By the type of damage received, the patient can be diagnosed with:

  • isolated TBI - trauma not accompanied by other extracranial injuries;
  • combined craniocerebral injury, in which damage to internal organs and bones of the skeleton is also noted;
  • combined TBI - damage that occurs against the background of exposure to the body of not only mechanical, but also one or several non-mechanical factors.

Specialists distinguish three stages of TBI in terms of its severity. So, patients can be diagnosed with mild, moderate and severe stages of traumatic brain injury.

Taking into account the form and nature of TBI, the patient's age and state of health, as well as a number of other factors, there are acute, intermediate and long-term periods of its course.

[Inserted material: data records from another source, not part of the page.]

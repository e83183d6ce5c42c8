use std::error::Error as StdError;
use std::fmt;
use std::io;

/// A `Result` alias where the `Err` case is `netbind::Error`.
pub type Result<T> = std::result::Result<T, Error>;

pub(crate) type BoxError = Box<dyn StdError + Send + Sync>;

/// The errors that may occur when resolving names or operating sockets.
pub struct Error {
    inner: Box<Inner>,
}

struct Inner {
    kind: Kind,
    source: Option<BoxError>,
}

#[derive(Debug)]
pub(crate) enum Kind {
    Builder,
    /// The resolver reported a terminal error and no records were collected.
    ///
    /// The code is the native resolver's status, passed through opaquely.
    Resolve { code: i32 },
    Socket,
    Closed,
    InvalidAddr,
}

impl Error {
    pub(crate) fn new(kind: Kind, source: Option<BoxError>) -> Error {
        Error {
            inner: Box::new(Inner { kind, source }),
        }
    }

    /// Returns true if the error came from constructing a resolver or socket.
    pub fn is_builder(&self) -> bool {
        matches!(self.inner.kind, Kind::Builder)
    }

    /// Returns true if the error is a failed name resolution.
    pub fn is_resolve(&self) -> bool {
        matches!(self.inner.kind, Kind::Resolve { .. })
    }

    /// Returns true if the error came from a socket operation.
    pub fn is_socket(&self) -> bool {
        matches!(self.inner.kind, Kind::Socket)
    }

    /// Returns true if the error is an operation on a closed socket.
    pub fn is_closed(&self) -> bool {
        matches!(self.inner.kind, Kind::Closed)
    }

    /// The native resolver status code, if this is a resolution error.
    pub fn resolve_code(&self) -> Option<i32> {
        match self.inner.kind {
            Kind::Resolve { code } => Some(code),
            _ => None,
        }
    }
}

impl fmt::Debug for Error {
    fn fmt(&self, f: &mut fmt::Formatter) -> fmt::Result {
        let mut builder = f.debug_struct("netbind::Error");

        builder.field("kind", &self.inner.kind);

        if let Some(ref source) = self.inner.source {
            builder.field("source", source);
        }

        builder.finish()
    }
}

impl fmt::Display for Error {
    fn fmt(&self, f: &mut fmt::Formatter) -> fmt::Result {
        match self.inner.kind {
            Kind::Builder => f.write_str("builder error")?,
            Kind::Resolve { code } => write!(f, "name resolution failed (status {code})")?,
            Kind::Socket => f.write_str("socket error")?,
            Kind::Closed => f.write_str("operation on closed socket")?,
            Kind::InvalidAddr => f.write_str("invalid address")?,
        }

        if let Some(ref source) = self.inner.source {
            write!(f, ": {source}")?;
        }

        Ok(())
    }
}

impl StdError for Error {
    fn source(&self) -> Option<&(dyn StdError + 'static)> {
        self.inner.source.as_ref().map(|e| &**e as _)
    }
}

// constructors

pub(crate) fn builder<E: Into<BoxError>>(e: E) -> Error {
    Error::new(Kind::Builder, Some(e.into()))
}

pub(crate) fn resolve(code: i32) -> Error {
    Error::new(Kind::Resolve { code }, None)
}

pub(crate) fn socket(e: io::Error) -> Error {
    Error::new(Kind::Socket, Some(Box::new(e)))
}

pub(crate) fn closed() -> Error {
    Error::new(Kind::Closed, None)
}

pub(crate) fn invalid_addr<E: Into<BoxError>>(e: E) -> Error {
    Error::new(Kind::InvalidAddr, Some(e.into()))
}

#[cfg(test)]
mod tests {
    use super::*;

    fn assert_send<T: Send>() {}
    fn assert_sync<T: Sync>() {}

    #[test]
    fn test_send_sync() {
        assert_send::<Error>();
        assert_sync::<Error>();
    }

    #[test]
    fn test_resolve_code() {
        let err = resolve(-2);
        assert!(err.is_resolve());
        assert_eq!(err.resolve_code(), Some(-2));
        assert_eq!(err.to_string(), "name resolution failed (status -2)");
    }

    #[test]
    fn test_socket_source() {
        let io = io::Error::new(io::ErrorKind::ConnectionRefused, "refused");
        let err = socket(io);
        assert!(err.is_socket());
        let source = err
            .source()
            .and_then(|e| e.downcast_ref::<io::Error>())
            .expect("io source");
        assert_eq!(source.kind(), io::ErrorKind::ConnectionRefused);
    }

    #[test]
    fn test_closed_has_no_code() {
        let err = closed();
        assert!(err.is_closed());
        assert_eq!(err.resolve_code(), None);
    }
}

In addition, there are primary and secondary TBI. Primary arises under the influence of mechanical factors that are not caused by any cerebral disorders. The cause of secondary TBI is falls and mechanical blows to the head, for example, in people diagnosed with epilepsy, stroke and a number of other diseases.


Secondary brain injury is the result of a severe head injury. Its frequency is approximately 20% of all patients with this diagnosis. Secondary trauma poses a particular danger to the patient's health and even life. Among the main reasons for this pathology, it is worth noting brain hypoxia, which develops due to the lack of oxygen supply through the respiratory tract, arterial hypotension and a sharp increase in intracranial pressure.

Severe head injury

The consequences of a severe head injury for a patient's health and life depend on the quality and timeliness of the medical care provided. With this type of injury, the victim may have whole line characteristic features, in particular:

  • repeated vomiting that cannot be overcome;
  • prolonged loss of consciousness;
  • confusion and memory loss;
  • an irresistible desire to sleep and double vision;
  • cramps and nosebleeds, etc.

The condition of the patient with severe head injury deteriorates rapidly. To provide first aid for a head injury, you must:

  • lay the patient in a room with dim light, ensuring him complete rest;
  • put something soft under the head and shoulders, while slightly lifting the victim;
  • try to stop bleeding from an open wound on the head (while pressing a bandage or a clean cloth to the wound, you cannot press on it if there is a possibility of a fracture of the skull bones).

All these actions must be performed by first calling " ambulance". Before the arrival of doctors, it is important to monitor the consciousness and the presence of breathing in the victim. If there is no breathing, CPR should be started.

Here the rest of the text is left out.